▶ _BRIEF_
With the first line as the start and the line containing "impl Default for SbomEngine<UuidGenerator>" as the end, write out every line of the records exactly.

▶ _RECORDS SHOWN_

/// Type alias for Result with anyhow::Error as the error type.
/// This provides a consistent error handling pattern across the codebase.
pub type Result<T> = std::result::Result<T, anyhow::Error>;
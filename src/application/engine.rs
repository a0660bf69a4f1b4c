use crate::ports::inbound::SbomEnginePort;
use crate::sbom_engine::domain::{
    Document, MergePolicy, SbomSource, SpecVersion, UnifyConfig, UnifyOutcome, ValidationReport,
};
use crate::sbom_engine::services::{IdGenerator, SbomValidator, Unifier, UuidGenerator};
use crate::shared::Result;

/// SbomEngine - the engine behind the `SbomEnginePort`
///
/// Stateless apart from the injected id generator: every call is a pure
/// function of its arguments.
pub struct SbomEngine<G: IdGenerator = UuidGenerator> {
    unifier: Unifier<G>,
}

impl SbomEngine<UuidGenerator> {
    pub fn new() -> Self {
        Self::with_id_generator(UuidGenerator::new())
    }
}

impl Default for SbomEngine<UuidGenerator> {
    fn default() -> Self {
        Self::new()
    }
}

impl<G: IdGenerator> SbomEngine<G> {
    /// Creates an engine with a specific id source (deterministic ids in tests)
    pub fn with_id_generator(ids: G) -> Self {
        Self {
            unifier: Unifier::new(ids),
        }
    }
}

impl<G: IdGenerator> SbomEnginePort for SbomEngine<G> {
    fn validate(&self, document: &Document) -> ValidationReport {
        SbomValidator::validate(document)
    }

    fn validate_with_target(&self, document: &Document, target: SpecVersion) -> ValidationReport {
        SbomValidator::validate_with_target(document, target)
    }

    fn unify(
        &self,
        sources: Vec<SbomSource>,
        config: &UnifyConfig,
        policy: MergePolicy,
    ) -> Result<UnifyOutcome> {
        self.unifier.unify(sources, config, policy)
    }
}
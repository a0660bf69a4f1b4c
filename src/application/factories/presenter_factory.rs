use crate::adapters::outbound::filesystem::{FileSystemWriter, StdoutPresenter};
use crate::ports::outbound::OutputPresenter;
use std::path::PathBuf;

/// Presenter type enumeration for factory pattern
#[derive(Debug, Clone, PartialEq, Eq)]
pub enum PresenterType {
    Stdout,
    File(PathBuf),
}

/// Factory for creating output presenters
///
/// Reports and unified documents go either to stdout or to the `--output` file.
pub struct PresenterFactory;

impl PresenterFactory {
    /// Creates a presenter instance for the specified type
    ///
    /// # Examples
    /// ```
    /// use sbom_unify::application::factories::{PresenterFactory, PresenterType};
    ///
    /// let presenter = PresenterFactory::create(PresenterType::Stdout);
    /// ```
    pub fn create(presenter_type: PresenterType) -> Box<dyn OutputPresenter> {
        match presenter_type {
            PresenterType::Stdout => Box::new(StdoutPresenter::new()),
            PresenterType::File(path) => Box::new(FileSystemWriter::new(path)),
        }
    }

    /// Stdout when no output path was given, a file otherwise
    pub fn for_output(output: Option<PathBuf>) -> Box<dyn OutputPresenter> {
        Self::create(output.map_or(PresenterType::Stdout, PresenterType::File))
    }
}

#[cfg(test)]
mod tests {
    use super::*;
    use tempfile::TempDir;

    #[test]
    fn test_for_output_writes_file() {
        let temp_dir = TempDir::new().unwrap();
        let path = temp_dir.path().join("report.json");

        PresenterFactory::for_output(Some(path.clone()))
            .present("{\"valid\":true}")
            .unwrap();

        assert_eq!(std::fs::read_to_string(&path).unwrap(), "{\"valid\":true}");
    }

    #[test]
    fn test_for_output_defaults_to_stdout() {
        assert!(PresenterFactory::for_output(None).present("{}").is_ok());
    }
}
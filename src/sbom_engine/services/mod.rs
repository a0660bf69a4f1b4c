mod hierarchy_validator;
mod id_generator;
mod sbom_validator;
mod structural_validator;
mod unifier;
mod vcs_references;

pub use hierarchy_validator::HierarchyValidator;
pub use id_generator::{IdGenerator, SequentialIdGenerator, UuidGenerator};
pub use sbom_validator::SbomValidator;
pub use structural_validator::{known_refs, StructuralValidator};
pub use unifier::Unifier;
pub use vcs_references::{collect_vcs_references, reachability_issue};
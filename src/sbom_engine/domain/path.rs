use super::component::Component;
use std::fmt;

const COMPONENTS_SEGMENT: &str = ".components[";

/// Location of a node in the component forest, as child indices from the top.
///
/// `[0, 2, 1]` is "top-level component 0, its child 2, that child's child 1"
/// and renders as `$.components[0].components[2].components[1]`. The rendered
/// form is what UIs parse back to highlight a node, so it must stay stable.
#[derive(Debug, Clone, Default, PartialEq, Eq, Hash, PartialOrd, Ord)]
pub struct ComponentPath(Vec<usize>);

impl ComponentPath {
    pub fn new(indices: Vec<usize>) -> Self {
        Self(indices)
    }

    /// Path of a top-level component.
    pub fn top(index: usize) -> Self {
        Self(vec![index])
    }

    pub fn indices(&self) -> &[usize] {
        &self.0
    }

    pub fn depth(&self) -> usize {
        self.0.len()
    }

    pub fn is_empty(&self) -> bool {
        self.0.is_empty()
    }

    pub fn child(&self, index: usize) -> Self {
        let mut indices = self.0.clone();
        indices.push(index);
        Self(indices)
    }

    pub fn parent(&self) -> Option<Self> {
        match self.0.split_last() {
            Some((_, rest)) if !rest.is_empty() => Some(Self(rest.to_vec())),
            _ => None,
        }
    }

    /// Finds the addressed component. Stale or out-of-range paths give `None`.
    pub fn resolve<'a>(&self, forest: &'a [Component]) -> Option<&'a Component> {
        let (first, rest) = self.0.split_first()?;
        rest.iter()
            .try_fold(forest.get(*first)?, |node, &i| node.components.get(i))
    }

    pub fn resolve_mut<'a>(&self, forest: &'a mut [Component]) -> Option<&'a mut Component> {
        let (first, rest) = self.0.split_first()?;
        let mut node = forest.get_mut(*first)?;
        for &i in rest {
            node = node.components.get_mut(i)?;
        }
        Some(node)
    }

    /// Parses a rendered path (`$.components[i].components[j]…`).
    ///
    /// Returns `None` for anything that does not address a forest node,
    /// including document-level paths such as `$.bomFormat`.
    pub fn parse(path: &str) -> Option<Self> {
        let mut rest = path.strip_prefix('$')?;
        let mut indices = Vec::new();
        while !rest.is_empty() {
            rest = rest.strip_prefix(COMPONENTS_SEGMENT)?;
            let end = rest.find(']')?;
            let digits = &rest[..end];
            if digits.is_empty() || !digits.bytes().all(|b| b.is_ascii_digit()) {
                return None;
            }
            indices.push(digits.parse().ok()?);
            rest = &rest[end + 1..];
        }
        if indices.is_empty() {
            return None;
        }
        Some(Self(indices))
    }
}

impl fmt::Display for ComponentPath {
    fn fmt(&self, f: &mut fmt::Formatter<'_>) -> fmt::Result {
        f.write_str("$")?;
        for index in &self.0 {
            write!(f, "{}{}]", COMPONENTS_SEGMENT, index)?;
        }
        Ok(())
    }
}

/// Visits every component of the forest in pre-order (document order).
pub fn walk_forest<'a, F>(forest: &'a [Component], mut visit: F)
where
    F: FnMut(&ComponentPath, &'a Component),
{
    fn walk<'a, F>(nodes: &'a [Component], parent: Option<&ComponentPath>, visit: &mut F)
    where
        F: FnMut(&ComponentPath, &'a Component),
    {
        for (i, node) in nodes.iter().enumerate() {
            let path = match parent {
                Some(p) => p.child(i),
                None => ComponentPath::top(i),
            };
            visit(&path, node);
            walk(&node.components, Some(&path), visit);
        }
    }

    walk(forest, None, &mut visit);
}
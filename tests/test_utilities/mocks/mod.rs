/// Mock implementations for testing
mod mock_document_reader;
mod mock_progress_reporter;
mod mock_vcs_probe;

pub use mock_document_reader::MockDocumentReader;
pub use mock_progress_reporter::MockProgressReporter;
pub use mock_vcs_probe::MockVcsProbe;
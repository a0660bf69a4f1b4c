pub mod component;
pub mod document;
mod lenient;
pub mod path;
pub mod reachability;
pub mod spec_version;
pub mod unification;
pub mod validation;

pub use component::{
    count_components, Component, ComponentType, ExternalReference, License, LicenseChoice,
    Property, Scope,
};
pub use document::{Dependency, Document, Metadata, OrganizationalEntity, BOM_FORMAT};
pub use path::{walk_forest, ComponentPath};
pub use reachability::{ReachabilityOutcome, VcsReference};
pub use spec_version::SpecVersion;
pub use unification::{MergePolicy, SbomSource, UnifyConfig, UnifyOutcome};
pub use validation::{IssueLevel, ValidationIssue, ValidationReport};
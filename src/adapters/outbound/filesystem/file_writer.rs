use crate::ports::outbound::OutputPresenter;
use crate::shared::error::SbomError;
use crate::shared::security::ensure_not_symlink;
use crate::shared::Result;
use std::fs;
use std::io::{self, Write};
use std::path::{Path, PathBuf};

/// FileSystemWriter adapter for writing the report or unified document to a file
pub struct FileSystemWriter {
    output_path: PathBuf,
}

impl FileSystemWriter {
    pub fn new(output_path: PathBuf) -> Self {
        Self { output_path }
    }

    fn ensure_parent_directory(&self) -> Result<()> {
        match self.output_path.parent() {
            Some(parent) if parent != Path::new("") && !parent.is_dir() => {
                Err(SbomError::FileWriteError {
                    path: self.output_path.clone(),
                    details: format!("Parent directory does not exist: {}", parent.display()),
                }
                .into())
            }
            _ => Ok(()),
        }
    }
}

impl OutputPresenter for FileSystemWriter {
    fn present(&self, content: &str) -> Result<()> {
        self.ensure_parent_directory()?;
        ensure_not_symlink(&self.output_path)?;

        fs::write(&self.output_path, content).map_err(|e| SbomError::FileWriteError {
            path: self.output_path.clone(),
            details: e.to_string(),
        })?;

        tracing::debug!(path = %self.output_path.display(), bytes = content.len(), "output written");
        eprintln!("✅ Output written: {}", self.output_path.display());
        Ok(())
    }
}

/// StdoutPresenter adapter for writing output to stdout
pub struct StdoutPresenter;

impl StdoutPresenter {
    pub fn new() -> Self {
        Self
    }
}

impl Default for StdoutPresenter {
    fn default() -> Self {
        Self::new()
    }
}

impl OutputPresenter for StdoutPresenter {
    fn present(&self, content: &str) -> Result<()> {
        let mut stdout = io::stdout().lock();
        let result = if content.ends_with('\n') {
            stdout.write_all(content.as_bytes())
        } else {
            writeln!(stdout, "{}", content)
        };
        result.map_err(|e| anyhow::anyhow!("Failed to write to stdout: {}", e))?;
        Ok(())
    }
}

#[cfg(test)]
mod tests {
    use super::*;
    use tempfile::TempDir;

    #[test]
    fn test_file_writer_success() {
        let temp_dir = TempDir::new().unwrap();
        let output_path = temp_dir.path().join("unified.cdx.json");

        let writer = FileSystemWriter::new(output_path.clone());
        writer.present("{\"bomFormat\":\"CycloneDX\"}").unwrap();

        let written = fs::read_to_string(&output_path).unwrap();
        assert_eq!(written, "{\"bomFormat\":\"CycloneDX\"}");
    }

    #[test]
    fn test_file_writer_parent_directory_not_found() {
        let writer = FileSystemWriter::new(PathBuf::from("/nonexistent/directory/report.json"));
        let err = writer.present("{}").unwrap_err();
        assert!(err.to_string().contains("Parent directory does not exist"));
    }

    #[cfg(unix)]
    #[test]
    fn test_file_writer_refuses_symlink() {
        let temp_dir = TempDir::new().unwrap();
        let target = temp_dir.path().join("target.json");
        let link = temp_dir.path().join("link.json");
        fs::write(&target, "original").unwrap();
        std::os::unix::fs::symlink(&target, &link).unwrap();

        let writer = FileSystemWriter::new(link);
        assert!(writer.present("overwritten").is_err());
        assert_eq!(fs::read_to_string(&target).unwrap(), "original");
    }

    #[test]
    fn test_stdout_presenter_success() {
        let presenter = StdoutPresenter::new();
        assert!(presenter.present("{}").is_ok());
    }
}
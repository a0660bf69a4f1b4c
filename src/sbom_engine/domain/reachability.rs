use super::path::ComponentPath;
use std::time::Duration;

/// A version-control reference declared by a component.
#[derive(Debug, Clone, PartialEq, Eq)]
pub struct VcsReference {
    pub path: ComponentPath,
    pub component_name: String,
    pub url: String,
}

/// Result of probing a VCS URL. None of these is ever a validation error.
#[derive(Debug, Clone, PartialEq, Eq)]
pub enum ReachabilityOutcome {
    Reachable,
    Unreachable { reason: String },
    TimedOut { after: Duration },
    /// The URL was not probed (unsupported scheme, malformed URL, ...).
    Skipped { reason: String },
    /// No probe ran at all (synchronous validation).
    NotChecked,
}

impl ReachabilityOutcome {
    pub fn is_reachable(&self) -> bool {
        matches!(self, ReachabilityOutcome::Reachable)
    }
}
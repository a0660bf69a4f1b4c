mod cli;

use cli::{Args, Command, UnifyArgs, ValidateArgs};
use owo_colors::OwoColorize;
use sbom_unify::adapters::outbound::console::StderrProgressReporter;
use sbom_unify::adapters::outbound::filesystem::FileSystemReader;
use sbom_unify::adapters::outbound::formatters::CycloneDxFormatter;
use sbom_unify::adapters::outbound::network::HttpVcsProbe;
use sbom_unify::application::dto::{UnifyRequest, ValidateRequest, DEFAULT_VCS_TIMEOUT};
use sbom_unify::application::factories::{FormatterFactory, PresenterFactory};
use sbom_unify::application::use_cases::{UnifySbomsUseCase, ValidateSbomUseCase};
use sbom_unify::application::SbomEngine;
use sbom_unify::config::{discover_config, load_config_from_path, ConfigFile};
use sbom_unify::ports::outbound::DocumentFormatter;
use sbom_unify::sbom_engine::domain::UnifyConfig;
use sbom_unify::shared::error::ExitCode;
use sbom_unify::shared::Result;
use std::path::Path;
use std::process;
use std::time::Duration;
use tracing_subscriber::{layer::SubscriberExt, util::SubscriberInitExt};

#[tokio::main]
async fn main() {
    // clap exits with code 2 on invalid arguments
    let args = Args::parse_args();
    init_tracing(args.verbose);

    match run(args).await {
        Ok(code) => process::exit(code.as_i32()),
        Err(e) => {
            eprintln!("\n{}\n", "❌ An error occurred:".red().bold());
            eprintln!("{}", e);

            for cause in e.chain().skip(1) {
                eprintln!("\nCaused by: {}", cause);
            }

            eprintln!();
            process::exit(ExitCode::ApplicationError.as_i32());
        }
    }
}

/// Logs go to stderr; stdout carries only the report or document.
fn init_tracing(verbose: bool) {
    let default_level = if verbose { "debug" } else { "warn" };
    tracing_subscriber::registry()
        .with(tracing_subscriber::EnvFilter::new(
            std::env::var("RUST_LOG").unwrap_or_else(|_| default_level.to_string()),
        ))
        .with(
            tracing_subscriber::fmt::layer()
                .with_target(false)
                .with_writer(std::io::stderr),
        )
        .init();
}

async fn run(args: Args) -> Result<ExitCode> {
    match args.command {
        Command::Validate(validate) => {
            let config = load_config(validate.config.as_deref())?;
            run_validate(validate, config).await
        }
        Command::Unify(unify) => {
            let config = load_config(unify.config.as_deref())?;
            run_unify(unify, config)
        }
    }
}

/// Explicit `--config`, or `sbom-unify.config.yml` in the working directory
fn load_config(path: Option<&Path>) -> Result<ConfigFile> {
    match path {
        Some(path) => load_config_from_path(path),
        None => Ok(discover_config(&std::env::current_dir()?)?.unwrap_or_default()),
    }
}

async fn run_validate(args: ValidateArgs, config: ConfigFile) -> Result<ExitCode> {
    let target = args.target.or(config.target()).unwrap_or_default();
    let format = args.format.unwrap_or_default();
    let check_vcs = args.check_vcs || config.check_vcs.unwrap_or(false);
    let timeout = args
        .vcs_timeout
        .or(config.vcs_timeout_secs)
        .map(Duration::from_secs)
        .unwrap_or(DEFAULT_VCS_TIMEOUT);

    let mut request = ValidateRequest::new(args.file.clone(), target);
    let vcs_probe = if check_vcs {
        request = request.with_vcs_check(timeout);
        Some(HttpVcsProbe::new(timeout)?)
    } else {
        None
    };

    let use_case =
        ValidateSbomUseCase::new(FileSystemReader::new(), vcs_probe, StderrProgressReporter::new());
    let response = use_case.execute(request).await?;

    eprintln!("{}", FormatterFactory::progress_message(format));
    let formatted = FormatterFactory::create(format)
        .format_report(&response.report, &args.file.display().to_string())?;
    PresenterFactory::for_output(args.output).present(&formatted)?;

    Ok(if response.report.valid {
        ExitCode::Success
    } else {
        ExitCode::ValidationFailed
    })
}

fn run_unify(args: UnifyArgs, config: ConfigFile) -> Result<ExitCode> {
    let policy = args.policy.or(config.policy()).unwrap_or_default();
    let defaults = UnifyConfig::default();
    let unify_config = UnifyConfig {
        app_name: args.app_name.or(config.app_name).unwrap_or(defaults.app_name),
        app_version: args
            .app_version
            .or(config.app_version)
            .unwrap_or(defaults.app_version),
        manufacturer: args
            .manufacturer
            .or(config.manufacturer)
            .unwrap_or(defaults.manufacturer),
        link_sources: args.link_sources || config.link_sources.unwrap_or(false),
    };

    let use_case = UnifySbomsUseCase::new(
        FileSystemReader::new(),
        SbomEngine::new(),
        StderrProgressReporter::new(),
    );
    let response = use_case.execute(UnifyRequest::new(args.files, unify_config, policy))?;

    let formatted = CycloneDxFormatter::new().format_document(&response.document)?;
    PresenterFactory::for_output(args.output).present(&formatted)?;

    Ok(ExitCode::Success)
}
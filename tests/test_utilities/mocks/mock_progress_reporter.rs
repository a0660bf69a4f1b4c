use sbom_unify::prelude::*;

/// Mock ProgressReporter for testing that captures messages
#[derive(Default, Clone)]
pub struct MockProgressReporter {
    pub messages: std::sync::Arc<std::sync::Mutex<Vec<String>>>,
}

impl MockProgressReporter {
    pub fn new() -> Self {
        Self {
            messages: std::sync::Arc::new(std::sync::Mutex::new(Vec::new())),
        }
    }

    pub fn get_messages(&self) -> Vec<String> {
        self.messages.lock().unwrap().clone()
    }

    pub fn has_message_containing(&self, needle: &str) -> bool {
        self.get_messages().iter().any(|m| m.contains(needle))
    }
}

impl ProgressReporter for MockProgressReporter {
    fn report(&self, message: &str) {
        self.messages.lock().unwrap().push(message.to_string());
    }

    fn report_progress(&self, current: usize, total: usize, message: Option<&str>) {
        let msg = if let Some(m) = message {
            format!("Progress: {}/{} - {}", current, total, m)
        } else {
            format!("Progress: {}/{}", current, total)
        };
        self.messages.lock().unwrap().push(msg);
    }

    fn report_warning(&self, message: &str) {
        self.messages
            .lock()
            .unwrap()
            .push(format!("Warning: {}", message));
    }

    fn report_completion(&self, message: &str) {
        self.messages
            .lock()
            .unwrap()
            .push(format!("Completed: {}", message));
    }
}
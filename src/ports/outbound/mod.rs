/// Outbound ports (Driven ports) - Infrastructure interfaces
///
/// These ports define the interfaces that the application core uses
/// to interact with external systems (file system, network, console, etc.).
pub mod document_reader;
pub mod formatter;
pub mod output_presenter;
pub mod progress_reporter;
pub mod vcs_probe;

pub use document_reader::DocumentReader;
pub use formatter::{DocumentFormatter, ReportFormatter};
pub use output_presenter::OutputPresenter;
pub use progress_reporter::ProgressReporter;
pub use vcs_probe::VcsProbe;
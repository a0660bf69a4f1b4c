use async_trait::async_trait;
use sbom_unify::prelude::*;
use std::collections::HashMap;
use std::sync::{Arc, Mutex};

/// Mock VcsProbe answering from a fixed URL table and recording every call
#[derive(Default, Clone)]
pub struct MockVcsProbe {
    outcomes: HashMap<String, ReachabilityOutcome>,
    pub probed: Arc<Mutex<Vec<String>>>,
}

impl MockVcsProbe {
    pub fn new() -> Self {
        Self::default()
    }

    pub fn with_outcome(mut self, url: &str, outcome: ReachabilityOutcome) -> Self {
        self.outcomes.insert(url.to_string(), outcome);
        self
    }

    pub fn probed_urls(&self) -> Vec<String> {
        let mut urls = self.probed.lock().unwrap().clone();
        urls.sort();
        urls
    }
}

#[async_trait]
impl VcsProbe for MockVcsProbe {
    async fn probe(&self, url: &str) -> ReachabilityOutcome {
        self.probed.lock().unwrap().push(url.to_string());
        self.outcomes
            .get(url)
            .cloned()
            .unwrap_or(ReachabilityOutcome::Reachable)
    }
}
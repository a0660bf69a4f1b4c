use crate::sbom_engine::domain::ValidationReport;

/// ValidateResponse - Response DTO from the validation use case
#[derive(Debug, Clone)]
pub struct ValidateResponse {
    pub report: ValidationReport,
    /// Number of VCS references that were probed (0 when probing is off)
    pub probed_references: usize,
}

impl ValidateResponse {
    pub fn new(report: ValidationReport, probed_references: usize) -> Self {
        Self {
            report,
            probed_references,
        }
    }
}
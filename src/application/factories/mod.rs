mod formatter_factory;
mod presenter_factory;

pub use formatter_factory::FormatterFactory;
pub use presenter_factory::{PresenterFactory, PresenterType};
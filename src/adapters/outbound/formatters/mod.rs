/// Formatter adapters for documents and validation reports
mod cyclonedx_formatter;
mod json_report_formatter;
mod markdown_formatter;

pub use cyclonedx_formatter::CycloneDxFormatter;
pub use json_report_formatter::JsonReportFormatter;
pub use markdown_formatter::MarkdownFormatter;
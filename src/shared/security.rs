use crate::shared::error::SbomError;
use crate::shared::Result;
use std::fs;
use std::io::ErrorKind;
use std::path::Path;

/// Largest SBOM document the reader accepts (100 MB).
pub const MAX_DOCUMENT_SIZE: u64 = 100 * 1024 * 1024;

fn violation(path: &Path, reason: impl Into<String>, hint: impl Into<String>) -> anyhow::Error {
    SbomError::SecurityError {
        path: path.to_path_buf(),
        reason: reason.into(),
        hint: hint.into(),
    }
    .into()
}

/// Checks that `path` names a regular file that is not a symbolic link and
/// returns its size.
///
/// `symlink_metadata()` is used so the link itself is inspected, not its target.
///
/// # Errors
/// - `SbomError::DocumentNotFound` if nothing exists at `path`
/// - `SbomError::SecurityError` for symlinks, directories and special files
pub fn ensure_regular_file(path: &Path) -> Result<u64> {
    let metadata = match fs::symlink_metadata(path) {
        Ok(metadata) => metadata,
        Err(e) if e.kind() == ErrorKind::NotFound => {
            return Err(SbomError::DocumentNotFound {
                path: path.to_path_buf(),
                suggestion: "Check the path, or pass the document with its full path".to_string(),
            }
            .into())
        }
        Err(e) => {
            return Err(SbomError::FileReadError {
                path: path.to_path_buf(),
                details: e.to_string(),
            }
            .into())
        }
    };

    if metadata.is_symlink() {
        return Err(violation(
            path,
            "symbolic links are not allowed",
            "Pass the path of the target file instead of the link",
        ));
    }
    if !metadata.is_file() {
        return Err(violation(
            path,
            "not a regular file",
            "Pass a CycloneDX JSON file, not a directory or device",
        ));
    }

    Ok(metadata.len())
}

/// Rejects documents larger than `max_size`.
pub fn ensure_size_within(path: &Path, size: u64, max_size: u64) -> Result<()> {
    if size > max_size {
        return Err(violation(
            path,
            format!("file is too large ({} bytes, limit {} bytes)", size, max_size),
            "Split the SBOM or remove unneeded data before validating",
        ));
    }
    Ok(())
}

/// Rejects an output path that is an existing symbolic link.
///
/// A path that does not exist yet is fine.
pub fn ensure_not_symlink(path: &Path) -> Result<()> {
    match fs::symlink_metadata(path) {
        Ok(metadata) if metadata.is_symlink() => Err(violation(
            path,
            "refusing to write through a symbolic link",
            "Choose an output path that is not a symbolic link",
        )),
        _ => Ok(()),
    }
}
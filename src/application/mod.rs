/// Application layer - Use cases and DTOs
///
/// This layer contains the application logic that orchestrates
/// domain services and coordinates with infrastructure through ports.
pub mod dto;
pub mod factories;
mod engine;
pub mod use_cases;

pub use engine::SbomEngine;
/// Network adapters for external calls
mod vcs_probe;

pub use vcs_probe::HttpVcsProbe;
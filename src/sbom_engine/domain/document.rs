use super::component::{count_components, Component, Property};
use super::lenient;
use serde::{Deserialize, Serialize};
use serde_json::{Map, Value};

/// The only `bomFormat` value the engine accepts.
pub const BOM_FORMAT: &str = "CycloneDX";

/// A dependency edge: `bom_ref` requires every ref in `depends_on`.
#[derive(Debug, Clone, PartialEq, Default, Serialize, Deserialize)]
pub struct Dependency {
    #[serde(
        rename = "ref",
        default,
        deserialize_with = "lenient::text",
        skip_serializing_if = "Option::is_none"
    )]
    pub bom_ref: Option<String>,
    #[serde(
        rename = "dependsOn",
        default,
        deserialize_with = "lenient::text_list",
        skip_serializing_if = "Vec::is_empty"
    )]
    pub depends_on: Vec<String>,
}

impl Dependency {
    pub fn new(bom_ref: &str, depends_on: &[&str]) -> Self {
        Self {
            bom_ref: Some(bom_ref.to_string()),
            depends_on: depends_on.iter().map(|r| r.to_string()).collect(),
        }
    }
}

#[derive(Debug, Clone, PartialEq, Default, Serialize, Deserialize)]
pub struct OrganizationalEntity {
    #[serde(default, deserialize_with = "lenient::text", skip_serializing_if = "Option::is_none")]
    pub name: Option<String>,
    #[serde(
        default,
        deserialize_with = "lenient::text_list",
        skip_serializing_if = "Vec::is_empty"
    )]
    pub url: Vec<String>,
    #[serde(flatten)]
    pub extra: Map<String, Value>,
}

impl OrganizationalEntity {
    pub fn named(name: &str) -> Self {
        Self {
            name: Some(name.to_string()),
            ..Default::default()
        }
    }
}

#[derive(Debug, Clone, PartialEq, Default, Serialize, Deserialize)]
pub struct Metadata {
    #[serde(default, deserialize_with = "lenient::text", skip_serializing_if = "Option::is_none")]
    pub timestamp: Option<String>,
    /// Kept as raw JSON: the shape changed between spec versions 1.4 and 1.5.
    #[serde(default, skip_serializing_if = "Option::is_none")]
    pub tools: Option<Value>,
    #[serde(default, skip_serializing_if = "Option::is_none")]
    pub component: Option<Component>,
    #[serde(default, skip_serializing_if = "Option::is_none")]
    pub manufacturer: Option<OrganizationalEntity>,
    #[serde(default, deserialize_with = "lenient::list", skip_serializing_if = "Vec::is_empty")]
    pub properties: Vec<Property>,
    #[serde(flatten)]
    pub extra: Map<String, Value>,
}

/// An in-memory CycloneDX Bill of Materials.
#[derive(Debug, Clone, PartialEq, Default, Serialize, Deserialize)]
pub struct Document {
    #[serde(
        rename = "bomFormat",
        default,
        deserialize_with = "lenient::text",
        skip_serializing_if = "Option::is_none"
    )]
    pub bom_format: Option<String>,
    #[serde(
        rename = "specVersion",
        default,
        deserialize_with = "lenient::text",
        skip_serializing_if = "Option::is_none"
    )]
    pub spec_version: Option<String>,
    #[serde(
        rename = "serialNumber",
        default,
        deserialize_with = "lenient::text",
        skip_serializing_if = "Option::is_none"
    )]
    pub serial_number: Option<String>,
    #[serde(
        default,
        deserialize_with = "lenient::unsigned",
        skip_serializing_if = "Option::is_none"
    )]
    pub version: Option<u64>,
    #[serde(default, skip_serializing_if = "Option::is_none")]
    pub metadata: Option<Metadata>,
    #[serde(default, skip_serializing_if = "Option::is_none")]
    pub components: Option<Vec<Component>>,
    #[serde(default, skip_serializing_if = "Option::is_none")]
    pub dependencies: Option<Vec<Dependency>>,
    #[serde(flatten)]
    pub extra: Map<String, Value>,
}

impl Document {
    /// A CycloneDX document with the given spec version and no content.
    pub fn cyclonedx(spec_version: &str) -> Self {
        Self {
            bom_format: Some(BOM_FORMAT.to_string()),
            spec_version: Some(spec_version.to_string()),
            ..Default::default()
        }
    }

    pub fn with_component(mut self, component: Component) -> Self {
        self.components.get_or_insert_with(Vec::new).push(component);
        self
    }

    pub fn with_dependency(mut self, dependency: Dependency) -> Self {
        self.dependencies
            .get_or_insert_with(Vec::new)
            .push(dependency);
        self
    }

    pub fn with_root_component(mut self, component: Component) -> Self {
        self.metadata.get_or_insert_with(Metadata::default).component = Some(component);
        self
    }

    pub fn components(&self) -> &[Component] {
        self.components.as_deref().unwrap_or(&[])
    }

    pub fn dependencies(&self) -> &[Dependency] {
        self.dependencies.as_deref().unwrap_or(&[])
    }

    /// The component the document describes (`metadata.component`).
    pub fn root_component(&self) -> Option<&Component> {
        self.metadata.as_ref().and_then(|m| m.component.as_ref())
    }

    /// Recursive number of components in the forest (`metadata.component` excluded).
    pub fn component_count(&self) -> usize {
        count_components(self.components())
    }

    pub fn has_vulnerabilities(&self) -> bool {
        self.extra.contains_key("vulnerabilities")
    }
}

▶ _SOLUTION TO THE PROBLEM_
/// Type alias for Result with anyhow::Error as the error type.
/// This provides a consistent error handling pattern across the codebase.
pub type Result<T> = std::result::Result<T, anyhow::Error>;
filename src/application/engine.rs
repository a0660bf69a4f1b4c
use crate::ports::inbound::SbomEnginePort;
use crate::sbom_engine::domain::{
    Document, MergePolicy, SbomSource, SpecVersion, UnifyConfig, UnifyOutcome, ValidationReport,
};
use crate::sbom_engine::services::{IdGenerator, SbomValidator, Unifier, UuidGenerator};
use crate::shared::Result;

/// SbomEngine - the engine behind the `SbomEnginePort`
///
/// Stateless apart from the injected id generator: every call is a pure
/// function of its arguments.
pub struct SbomEngine<G: IdGenerator = UuidGenerator> {
    unifier: Unifier<G>,
}

impl SbomEngine<UuidGenerator> {
    pub fn new() -> Self {
        Self::with_id_generator(UuidGenerator::new())
    }
}

impl Default for SbomEngine<UuidGenerator> {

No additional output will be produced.